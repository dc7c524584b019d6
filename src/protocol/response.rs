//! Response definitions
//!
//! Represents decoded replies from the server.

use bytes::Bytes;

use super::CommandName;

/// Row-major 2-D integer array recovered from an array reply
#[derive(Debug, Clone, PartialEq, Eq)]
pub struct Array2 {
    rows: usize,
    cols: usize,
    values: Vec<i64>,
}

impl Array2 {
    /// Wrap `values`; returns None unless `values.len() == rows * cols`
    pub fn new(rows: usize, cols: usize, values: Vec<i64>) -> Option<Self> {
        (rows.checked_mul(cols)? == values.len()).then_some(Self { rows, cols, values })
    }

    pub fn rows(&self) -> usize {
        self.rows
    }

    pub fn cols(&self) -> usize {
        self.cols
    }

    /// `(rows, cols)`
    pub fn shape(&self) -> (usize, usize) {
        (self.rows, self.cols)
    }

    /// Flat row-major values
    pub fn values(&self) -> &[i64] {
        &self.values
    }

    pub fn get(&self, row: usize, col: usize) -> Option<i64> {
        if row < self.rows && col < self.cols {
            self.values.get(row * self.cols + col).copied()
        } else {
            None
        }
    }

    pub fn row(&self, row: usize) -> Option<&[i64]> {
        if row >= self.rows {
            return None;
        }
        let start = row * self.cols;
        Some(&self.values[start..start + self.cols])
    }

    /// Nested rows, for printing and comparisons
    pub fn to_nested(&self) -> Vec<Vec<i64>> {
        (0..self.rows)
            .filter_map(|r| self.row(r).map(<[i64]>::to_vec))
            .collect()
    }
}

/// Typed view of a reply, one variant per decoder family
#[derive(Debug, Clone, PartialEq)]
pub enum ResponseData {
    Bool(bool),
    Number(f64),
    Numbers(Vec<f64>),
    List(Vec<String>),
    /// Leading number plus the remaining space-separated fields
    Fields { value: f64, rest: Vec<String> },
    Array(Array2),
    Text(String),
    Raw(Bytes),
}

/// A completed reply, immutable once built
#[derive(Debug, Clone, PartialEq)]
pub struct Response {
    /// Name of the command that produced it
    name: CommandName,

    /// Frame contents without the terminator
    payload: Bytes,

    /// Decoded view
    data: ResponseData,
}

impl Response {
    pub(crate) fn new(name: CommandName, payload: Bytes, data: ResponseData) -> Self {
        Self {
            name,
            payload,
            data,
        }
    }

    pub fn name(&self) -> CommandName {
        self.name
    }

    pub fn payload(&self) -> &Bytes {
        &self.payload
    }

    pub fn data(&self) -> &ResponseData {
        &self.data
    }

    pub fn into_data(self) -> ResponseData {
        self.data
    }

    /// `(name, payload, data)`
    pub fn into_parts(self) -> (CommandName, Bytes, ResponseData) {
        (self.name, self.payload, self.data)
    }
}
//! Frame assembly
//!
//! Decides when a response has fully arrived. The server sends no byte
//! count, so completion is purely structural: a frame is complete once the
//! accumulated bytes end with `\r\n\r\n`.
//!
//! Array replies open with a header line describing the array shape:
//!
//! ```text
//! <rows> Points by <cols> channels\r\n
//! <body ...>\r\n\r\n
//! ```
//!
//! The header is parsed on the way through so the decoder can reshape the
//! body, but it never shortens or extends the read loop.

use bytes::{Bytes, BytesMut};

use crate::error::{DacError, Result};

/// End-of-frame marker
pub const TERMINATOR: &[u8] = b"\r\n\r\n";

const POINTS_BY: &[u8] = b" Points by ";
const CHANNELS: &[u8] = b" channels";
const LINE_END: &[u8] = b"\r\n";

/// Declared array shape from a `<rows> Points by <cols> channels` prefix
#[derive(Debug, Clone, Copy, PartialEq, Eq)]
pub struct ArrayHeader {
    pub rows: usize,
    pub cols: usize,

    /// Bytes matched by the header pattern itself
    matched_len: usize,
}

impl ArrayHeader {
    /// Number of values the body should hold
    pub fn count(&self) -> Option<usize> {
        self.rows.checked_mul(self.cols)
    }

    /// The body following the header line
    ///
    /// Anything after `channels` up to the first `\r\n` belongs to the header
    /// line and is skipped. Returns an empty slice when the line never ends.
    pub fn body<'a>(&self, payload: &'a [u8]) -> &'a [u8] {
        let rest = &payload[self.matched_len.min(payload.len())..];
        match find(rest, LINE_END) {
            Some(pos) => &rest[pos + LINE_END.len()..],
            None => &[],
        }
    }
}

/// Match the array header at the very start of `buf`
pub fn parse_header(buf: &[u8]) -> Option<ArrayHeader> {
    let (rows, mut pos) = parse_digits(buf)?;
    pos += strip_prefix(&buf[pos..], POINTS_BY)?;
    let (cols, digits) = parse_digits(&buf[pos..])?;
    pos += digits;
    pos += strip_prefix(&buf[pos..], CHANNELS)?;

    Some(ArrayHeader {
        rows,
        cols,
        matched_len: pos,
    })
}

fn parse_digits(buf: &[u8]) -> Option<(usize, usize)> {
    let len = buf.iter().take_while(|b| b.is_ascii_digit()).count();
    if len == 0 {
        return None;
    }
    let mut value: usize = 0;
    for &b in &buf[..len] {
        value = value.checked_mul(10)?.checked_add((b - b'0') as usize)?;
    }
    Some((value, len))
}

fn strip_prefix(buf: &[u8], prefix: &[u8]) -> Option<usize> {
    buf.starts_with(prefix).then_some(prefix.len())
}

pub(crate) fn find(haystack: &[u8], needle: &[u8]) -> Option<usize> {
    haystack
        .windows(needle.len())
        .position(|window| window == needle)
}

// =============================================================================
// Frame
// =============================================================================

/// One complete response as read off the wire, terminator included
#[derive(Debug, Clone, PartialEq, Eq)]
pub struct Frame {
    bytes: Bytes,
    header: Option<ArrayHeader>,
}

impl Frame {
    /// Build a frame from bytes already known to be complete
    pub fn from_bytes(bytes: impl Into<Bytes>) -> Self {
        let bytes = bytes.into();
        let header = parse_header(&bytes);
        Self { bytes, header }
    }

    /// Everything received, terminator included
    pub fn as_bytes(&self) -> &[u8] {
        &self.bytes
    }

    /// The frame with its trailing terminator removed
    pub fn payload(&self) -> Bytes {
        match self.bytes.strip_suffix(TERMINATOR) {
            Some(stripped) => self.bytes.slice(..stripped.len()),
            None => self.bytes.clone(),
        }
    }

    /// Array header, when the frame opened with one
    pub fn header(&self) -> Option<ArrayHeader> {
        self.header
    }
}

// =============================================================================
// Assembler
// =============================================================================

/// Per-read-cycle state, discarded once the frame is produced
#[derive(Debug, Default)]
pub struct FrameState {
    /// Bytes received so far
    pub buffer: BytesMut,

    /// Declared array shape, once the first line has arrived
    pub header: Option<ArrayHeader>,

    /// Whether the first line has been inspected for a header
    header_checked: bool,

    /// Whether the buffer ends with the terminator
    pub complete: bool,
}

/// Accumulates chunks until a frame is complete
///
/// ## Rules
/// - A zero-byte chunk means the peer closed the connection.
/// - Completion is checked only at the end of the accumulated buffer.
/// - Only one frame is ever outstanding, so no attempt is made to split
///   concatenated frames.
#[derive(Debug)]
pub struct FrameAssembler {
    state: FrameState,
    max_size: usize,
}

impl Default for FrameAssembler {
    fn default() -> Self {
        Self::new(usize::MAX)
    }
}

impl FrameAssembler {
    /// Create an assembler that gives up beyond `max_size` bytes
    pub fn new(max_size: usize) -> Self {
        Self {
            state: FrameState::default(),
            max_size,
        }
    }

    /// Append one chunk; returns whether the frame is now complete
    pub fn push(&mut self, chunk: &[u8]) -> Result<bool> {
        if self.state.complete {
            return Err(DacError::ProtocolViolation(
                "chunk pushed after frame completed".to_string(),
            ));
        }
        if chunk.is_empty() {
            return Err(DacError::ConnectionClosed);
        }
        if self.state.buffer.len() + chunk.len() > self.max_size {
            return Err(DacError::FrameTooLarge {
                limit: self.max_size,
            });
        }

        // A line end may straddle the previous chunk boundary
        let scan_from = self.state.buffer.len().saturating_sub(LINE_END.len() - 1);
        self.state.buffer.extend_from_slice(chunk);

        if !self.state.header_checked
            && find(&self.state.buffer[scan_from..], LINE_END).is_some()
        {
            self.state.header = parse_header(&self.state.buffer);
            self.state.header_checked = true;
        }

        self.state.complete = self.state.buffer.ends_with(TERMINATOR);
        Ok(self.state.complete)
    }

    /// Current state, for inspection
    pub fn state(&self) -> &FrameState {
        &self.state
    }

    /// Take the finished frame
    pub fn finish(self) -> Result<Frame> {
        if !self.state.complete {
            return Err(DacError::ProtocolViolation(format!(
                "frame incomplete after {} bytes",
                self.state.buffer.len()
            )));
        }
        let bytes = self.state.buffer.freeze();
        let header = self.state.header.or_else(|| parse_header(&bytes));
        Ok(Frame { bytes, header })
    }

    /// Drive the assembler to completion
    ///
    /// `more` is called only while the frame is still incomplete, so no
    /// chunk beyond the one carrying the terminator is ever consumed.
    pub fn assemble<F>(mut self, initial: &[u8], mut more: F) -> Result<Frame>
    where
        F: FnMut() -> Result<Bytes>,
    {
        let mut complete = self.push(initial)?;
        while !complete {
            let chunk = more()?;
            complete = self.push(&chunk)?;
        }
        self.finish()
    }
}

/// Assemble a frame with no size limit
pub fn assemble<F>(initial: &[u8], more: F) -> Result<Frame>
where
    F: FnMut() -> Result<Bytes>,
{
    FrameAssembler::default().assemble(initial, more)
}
• • • • •
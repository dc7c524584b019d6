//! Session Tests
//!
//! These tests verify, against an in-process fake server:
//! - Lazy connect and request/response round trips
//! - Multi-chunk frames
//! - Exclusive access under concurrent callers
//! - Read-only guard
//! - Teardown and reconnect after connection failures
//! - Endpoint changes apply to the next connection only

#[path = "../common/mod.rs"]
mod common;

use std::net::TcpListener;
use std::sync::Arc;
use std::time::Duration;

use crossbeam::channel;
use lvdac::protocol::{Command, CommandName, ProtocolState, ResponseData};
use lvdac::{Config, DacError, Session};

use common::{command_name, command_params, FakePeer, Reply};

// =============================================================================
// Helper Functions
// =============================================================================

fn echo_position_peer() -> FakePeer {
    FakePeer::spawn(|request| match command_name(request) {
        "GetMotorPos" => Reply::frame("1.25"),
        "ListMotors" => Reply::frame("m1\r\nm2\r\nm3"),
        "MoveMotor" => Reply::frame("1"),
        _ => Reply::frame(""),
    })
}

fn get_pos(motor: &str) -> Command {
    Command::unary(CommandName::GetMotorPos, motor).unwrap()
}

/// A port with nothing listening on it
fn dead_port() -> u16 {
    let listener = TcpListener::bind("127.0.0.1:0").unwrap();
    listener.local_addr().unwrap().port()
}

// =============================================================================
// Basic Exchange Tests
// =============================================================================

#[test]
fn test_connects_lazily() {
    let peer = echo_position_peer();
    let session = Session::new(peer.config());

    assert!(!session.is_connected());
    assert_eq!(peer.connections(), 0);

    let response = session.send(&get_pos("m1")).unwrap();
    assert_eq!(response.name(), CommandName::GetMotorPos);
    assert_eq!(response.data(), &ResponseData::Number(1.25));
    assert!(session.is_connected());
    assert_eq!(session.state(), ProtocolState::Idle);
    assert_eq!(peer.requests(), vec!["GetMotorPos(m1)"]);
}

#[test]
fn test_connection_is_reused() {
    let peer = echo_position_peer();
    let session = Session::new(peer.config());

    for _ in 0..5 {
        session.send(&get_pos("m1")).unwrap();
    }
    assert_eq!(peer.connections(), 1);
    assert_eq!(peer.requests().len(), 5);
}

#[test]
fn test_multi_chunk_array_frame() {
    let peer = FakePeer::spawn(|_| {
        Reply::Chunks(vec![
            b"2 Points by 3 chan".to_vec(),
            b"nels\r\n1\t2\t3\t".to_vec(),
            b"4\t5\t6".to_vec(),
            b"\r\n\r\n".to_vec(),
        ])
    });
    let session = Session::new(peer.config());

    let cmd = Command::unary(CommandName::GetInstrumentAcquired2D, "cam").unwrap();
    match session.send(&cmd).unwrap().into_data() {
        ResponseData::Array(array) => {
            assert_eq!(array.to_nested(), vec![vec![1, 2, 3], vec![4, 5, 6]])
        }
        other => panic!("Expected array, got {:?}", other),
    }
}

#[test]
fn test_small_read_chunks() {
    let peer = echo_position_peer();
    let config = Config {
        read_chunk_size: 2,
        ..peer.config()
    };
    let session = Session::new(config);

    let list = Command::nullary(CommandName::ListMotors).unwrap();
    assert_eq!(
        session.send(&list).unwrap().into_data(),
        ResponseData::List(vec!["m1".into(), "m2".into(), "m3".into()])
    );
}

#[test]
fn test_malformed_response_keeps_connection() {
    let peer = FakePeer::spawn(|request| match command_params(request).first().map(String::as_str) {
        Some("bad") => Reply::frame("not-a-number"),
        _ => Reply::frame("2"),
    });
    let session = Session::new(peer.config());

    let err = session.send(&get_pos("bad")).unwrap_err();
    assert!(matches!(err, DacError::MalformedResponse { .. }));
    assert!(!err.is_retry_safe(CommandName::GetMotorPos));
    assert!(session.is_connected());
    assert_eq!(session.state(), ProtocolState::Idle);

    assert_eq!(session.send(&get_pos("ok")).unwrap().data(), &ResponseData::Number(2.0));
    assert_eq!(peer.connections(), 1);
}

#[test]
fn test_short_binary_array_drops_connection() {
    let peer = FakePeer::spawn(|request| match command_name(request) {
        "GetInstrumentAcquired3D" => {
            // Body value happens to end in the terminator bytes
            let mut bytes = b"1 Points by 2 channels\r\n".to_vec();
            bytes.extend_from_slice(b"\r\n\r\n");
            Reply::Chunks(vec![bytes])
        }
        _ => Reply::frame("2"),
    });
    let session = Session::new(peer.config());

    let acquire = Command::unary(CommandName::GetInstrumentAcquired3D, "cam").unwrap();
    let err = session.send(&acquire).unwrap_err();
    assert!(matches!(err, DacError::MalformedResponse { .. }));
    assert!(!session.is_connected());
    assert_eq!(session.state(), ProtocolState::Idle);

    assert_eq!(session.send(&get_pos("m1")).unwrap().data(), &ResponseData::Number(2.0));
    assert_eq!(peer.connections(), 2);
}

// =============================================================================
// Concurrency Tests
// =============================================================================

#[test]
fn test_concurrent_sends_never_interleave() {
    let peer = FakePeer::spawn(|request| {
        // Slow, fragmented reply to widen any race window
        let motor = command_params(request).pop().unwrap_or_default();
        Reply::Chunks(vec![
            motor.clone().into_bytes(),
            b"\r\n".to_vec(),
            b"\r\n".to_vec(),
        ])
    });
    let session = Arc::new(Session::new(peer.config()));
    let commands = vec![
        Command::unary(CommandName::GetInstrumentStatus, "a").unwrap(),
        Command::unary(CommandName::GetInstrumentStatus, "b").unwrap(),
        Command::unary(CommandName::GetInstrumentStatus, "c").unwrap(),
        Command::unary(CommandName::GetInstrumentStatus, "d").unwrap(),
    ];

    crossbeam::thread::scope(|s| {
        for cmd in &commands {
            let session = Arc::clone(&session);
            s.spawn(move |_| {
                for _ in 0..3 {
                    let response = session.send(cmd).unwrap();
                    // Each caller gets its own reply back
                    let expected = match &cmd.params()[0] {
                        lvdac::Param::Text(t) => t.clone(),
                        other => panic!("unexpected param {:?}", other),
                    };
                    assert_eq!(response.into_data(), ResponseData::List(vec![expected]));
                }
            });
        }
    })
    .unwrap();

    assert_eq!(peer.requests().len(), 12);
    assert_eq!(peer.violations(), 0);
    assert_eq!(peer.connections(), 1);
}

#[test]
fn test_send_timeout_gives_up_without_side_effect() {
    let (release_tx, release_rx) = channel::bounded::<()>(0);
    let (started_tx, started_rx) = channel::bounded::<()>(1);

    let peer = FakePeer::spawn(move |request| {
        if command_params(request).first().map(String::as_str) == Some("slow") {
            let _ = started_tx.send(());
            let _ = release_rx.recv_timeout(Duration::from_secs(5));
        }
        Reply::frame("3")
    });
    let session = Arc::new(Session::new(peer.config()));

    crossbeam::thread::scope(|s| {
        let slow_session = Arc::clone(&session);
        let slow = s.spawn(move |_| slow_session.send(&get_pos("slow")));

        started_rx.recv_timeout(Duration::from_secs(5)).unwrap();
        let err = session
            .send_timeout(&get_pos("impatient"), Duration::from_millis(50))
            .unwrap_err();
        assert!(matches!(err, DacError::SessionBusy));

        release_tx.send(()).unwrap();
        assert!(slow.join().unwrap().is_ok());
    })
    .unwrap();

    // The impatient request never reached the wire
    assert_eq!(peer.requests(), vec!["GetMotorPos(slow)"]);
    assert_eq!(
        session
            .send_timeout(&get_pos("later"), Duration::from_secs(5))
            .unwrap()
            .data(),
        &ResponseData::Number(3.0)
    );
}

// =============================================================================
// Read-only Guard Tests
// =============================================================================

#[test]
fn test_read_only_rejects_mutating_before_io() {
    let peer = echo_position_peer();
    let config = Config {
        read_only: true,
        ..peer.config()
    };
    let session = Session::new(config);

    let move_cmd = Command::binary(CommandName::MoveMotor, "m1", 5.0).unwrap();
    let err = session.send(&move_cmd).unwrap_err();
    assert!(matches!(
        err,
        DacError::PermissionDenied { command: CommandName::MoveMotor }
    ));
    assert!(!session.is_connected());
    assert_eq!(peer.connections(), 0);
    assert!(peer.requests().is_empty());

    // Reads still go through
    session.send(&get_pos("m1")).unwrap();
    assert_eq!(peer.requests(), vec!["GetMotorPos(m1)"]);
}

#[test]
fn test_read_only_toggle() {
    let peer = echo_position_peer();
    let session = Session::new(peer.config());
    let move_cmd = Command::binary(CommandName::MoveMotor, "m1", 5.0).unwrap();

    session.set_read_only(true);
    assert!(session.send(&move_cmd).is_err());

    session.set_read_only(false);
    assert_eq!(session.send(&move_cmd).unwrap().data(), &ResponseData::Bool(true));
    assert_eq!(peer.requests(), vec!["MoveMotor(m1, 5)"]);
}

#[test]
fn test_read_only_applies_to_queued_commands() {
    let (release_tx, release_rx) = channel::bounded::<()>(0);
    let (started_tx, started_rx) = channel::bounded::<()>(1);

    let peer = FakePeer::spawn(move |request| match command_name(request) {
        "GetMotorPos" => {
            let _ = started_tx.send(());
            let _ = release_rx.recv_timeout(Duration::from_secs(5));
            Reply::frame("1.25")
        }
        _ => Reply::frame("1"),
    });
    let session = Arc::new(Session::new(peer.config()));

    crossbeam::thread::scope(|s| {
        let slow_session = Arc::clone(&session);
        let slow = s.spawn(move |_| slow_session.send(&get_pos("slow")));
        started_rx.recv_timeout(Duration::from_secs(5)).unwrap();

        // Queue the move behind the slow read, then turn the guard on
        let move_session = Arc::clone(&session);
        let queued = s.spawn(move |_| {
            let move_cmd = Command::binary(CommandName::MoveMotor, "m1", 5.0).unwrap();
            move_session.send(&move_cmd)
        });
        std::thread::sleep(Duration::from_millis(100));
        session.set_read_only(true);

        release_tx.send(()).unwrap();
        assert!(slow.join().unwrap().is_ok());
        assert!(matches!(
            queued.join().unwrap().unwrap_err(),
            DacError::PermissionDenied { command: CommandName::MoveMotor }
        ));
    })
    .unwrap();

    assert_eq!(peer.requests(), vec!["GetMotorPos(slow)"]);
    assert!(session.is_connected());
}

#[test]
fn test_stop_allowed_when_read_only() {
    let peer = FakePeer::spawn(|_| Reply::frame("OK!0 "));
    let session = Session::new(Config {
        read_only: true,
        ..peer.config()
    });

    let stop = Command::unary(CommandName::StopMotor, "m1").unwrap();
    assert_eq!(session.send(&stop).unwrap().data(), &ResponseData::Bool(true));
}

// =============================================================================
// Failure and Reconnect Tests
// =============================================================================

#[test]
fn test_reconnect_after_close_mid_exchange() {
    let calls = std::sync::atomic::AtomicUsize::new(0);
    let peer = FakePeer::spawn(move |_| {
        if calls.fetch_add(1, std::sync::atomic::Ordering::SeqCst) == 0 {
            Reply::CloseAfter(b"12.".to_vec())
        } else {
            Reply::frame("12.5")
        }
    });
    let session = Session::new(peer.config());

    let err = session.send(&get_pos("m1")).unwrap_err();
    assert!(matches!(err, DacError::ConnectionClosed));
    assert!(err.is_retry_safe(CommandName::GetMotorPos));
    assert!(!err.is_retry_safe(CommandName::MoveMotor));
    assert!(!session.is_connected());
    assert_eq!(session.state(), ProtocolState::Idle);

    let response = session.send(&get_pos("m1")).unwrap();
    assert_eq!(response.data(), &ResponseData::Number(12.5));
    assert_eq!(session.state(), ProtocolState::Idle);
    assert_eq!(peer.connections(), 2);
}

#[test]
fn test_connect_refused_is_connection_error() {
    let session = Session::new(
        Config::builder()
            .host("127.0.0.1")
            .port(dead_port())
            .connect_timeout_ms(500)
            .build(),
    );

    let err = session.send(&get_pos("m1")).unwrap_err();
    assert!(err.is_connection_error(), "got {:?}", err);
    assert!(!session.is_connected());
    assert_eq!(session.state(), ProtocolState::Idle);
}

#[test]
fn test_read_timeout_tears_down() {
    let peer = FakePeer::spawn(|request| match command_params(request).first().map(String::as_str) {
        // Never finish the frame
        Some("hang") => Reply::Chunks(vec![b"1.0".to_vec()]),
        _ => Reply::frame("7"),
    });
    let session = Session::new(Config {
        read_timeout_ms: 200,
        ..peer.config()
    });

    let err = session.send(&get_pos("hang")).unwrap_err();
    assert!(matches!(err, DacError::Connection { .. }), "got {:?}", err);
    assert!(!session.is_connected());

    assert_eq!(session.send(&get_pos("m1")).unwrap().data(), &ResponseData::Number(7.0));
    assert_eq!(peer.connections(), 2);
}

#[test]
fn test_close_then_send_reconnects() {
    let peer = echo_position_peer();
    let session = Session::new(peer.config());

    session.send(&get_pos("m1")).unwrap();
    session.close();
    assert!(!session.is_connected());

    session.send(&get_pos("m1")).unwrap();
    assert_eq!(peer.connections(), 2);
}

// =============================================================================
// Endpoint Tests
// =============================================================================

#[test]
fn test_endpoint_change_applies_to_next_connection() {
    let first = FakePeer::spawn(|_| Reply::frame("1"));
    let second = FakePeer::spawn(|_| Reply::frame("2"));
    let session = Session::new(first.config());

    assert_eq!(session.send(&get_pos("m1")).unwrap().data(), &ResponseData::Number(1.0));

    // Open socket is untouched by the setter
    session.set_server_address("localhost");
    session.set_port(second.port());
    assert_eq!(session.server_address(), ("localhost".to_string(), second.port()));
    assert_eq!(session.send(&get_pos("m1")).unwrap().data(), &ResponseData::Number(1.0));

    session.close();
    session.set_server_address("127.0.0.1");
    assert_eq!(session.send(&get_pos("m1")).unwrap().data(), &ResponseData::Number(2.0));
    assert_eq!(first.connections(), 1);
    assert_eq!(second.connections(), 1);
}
• • • • •
* [Assigned task] Look over the material and return every line where the word "produced" is found.

* [Answer box]
    /// Name of the command that produced it
/// Per-read-cycle state, discarded once the frame is produced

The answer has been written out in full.